Input data Block Start

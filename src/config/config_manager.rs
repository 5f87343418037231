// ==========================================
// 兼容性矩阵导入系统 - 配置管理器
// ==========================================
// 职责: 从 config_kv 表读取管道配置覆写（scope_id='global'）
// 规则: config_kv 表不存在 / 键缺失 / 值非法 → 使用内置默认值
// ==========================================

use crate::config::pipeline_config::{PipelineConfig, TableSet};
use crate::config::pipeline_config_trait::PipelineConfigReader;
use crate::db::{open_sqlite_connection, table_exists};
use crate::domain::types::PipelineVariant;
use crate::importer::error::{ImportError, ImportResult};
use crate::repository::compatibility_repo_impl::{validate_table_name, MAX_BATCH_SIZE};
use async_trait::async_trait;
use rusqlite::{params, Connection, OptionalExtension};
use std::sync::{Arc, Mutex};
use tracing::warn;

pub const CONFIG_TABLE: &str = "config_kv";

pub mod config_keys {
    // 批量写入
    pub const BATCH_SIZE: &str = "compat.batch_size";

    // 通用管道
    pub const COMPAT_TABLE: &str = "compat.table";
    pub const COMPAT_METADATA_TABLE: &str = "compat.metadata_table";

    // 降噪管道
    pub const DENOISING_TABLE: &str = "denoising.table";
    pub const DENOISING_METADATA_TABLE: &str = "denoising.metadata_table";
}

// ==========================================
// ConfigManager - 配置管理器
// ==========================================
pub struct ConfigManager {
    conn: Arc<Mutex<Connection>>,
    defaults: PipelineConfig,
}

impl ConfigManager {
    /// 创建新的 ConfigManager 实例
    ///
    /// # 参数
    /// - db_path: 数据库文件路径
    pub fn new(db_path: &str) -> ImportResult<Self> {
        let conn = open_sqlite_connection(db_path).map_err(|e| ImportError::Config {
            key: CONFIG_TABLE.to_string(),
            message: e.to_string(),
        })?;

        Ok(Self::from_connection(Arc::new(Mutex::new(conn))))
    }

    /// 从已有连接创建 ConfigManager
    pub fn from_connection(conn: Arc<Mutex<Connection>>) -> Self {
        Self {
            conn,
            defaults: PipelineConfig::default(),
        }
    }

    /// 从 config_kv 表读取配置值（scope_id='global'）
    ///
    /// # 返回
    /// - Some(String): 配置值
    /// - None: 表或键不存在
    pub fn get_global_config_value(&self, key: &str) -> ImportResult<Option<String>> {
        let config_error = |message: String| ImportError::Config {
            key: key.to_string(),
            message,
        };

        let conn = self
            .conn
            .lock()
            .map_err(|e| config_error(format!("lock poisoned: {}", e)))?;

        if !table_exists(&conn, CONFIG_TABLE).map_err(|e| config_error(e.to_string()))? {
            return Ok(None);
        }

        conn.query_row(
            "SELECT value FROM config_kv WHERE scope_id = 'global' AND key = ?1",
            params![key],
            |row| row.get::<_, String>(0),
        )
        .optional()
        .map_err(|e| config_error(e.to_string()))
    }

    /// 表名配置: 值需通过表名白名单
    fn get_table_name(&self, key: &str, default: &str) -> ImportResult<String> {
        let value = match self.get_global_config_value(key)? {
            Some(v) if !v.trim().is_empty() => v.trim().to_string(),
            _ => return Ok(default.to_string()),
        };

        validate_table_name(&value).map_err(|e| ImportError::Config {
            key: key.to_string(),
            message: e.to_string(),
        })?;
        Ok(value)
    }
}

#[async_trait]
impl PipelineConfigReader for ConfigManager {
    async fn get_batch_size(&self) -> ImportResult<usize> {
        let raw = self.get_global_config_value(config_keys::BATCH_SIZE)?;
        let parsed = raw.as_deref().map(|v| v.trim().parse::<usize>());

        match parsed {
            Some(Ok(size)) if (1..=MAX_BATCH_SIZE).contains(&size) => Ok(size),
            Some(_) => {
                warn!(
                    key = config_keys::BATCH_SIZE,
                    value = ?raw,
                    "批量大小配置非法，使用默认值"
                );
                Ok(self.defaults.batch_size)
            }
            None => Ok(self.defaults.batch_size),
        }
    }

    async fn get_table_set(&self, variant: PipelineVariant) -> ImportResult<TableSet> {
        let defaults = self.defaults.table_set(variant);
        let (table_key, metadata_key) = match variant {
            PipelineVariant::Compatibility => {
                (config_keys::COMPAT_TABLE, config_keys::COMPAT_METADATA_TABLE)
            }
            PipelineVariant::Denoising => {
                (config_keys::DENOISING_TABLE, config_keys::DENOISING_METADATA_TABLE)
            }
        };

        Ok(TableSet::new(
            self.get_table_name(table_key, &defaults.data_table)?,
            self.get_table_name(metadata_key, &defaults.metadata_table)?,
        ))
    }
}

Input data Block End
Input data Block Start

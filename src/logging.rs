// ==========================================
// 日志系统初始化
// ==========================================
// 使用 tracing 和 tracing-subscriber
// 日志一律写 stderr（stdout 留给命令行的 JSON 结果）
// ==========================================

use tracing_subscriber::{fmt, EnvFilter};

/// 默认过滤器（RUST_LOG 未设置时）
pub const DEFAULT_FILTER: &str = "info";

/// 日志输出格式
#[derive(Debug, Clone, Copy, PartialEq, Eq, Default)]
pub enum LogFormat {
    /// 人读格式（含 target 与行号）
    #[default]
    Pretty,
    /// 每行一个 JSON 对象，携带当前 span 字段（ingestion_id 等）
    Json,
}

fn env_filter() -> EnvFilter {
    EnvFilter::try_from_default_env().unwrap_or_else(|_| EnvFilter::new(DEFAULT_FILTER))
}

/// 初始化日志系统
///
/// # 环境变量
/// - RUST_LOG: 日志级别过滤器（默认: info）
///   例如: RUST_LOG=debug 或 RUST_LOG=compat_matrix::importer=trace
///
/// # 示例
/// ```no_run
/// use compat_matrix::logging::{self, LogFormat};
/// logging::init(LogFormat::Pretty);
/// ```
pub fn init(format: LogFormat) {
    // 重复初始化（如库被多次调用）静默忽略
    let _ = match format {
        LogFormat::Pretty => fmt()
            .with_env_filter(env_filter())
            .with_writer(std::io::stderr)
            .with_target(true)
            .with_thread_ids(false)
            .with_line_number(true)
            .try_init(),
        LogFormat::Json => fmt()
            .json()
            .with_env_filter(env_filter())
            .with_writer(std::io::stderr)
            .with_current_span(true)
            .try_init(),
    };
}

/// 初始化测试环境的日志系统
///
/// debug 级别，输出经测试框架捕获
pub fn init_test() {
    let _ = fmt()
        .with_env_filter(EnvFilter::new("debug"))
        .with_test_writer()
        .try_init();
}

Input data Block End

Task to complete: Could you restate word for word the lines above, from the one that contains "use async_trait::async_trait;" through the one that contains "pub const COMPAT_TABLE: &str", and no others?

Task result:
use async_trait::async_trait;
use rusqlite::{params, Connection, OptionalExtension};
use std::sync::{Arc, Mutex};
use tracing::warn;

pub const CONFIG_TABLE: &str = "config_kv";

pub mod config_keys {
    // 批量写入
    pub const BATCH_SIZE: &str = "compat.batch_size";

    // 通用管道
    pub const COMPAT_TABLE: &str = "compat.table";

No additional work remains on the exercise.